From the entries below, please gather each line containing the string "TempDir".

Items listed in a dataset
________________________________________

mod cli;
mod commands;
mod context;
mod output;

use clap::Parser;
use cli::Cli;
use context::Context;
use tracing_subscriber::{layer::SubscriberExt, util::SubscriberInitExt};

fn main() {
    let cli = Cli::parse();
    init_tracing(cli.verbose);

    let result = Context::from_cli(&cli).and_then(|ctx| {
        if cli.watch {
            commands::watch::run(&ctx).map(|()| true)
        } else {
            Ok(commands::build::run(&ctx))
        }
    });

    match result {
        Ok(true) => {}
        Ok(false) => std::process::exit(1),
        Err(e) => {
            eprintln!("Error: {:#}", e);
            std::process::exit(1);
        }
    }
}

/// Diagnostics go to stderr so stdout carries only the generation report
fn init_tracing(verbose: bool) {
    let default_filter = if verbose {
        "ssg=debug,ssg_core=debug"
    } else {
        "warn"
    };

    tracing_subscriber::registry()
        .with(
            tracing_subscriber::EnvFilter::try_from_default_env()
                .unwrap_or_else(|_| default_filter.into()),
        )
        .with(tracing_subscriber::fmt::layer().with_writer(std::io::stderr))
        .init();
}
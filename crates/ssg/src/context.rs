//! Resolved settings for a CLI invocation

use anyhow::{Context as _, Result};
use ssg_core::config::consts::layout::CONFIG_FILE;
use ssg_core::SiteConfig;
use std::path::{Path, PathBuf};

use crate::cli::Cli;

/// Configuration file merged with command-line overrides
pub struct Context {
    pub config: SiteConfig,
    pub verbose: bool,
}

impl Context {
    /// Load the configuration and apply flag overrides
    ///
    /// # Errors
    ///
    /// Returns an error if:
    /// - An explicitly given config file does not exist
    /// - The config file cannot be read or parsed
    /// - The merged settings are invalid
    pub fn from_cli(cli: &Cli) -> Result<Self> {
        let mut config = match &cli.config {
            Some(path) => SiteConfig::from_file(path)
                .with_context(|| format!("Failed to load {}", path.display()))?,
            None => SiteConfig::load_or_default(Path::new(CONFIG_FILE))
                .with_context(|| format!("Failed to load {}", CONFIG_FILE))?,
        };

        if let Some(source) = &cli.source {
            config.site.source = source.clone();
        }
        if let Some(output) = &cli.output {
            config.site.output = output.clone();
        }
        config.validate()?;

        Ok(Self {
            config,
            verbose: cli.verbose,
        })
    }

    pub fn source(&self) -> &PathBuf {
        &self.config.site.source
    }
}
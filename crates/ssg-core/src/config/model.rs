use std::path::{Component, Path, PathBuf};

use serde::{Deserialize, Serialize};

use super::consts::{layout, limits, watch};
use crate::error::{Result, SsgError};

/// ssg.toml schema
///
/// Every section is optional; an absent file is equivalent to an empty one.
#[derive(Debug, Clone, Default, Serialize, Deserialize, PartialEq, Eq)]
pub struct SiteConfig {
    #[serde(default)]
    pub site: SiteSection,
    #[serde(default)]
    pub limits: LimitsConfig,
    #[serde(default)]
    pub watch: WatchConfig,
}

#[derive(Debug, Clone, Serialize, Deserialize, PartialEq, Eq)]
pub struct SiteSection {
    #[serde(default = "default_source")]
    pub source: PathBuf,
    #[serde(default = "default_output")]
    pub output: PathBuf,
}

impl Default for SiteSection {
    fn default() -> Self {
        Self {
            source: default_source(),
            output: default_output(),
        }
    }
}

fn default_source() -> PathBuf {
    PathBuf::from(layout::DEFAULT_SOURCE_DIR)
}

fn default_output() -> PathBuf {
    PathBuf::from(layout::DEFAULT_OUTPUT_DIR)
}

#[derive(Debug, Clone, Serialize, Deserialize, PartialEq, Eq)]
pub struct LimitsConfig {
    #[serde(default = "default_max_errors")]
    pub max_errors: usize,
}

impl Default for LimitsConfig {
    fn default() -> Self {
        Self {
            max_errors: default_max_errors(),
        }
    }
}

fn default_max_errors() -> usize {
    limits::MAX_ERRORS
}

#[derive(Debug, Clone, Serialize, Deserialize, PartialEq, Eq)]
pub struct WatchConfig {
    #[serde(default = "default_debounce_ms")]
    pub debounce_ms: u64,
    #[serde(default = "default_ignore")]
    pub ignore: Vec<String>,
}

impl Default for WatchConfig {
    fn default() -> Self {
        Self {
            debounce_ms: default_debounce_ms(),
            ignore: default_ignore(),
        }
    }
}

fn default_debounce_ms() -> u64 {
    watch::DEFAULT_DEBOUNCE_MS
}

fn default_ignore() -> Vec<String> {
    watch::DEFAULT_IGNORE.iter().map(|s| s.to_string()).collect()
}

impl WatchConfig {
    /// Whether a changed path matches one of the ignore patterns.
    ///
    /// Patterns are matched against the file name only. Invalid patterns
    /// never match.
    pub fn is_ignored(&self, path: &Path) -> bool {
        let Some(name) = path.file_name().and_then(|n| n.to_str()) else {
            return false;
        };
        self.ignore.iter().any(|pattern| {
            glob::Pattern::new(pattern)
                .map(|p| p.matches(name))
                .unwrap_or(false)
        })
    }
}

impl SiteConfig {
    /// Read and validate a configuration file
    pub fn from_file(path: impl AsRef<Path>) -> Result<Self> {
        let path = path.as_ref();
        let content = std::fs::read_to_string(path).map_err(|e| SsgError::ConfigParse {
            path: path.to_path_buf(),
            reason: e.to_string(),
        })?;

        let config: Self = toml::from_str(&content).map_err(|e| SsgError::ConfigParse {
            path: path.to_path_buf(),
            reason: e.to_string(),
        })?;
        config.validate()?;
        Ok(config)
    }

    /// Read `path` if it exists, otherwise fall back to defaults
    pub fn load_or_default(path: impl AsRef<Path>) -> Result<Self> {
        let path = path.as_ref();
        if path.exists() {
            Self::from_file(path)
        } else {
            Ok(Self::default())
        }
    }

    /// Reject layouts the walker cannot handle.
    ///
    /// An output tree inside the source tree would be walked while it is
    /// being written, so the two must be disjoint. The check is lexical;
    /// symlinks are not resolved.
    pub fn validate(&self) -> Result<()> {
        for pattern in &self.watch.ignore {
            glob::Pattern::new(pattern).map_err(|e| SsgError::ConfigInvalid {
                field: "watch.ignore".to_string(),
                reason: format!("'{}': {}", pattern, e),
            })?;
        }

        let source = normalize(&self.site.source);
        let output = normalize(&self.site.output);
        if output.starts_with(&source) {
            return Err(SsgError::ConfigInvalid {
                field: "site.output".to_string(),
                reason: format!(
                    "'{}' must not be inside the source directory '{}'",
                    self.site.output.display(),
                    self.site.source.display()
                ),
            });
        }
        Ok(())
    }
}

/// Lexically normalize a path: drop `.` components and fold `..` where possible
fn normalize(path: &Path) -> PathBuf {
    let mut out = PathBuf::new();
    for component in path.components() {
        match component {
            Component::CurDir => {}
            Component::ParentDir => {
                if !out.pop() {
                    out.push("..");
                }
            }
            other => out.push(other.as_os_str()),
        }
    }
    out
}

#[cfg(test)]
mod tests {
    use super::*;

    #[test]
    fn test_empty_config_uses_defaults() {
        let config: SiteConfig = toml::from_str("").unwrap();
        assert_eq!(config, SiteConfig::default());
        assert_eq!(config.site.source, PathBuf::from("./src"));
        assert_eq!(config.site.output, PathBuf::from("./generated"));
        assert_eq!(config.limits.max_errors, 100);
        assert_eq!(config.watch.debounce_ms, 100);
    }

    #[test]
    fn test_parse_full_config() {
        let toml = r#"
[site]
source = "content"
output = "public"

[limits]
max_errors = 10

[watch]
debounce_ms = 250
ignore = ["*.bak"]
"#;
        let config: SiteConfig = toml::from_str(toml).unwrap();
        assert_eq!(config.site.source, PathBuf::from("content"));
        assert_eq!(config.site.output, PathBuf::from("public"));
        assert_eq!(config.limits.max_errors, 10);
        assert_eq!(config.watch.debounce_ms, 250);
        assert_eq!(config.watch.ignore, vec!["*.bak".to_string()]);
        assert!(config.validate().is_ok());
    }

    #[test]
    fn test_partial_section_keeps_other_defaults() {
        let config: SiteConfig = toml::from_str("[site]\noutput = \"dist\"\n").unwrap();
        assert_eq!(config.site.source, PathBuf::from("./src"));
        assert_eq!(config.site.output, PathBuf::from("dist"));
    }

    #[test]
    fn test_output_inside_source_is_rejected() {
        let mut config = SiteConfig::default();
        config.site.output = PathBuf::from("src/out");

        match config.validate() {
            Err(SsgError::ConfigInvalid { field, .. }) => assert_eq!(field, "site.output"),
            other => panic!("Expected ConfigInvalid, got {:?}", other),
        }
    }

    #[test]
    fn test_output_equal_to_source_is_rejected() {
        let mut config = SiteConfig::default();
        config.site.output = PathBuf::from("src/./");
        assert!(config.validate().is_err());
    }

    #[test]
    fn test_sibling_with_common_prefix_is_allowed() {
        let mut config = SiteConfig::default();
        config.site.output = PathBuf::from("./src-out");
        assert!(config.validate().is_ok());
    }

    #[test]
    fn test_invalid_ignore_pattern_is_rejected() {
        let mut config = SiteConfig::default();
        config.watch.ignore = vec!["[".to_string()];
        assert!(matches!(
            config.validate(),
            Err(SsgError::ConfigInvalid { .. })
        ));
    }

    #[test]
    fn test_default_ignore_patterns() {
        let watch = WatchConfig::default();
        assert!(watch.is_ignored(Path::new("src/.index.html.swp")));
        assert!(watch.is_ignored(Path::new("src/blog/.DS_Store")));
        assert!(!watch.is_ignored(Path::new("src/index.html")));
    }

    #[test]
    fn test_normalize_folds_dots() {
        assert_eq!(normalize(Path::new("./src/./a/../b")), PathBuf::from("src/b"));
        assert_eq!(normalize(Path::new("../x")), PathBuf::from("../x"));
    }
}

________________________________________

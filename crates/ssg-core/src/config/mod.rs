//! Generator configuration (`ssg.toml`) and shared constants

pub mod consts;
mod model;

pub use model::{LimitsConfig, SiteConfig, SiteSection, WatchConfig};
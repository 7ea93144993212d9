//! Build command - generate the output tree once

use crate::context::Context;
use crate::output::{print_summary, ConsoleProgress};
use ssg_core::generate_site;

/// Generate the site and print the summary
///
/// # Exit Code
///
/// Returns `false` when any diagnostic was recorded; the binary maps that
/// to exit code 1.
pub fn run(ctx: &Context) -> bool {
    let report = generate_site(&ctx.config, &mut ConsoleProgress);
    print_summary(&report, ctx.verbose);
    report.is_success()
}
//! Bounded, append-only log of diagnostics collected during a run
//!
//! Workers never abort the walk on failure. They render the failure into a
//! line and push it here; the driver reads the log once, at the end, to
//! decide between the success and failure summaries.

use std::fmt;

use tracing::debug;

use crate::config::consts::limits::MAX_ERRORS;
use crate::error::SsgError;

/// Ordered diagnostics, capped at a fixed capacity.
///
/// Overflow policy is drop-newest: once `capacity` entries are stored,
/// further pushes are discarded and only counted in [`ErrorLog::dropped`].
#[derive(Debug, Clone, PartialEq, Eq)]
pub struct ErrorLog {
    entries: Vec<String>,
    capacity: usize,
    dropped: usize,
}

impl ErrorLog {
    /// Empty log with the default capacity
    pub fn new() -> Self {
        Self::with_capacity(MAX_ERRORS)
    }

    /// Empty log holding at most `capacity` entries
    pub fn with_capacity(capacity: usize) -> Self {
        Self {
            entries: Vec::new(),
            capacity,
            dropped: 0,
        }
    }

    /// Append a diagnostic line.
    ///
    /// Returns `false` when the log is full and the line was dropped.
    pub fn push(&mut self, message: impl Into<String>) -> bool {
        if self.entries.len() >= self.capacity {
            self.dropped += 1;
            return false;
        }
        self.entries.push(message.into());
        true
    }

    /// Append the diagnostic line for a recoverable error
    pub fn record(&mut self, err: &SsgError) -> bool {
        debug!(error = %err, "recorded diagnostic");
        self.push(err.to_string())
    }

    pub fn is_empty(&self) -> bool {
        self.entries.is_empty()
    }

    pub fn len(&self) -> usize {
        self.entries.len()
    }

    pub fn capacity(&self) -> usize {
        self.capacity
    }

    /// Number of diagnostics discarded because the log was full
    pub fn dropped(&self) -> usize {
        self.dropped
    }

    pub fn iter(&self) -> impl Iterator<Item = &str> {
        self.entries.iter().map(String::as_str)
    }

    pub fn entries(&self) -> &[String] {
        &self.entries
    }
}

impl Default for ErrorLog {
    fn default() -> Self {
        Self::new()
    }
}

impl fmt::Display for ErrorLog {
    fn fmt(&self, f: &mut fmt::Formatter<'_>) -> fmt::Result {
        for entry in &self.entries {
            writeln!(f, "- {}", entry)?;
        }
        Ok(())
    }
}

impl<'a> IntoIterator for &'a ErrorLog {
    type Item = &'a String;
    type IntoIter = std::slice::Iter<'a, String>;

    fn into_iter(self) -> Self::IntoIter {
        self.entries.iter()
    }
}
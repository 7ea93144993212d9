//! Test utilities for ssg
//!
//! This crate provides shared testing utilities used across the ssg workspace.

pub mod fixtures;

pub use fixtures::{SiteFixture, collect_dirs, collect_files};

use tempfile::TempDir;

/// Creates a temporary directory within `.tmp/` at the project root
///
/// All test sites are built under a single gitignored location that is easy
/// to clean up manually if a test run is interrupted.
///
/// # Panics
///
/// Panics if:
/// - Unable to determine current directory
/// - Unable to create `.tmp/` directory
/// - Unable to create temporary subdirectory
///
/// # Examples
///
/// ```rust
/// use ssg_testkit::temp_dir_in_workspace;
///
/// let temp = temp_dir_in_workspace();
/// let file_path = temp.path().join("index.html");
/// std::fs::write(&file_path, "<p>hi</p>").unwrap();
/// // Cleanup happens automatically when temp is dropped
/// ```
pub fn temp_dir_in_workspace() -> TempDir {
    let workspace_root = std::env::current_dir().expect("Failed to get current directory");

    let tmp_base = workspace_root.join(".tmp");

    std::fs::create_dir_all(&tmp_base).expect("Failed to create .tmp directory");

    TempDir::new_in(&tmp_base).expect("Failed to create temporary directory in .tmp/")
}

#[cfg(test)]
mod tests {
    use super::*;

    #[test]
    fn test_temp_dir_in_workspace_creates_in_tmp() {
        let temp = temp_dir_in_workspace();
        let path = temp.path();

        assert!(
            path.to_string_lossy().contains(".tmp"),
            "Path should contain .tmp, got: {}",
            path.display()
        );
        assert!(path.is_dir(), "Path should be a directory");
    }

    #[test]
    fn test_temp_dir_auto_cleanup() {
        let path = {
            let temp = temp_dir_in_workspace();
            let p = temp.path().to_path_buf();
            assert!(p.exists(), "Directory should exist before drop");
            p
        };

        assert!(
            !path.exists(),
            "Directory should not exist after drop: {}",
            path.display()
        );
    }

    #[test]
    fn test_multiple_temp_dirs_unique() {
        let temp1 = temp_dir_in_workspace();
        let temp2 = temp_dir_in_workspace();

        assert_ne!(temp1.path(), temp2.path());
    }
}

________________________________________

» **Task response**
use tempfile::TempDir;
pub fn temp_dir_in_workspace() -> TempDir {
    TempDir::new_in(&tmp_base).expect("Failed to create temporary directory in .tmp/")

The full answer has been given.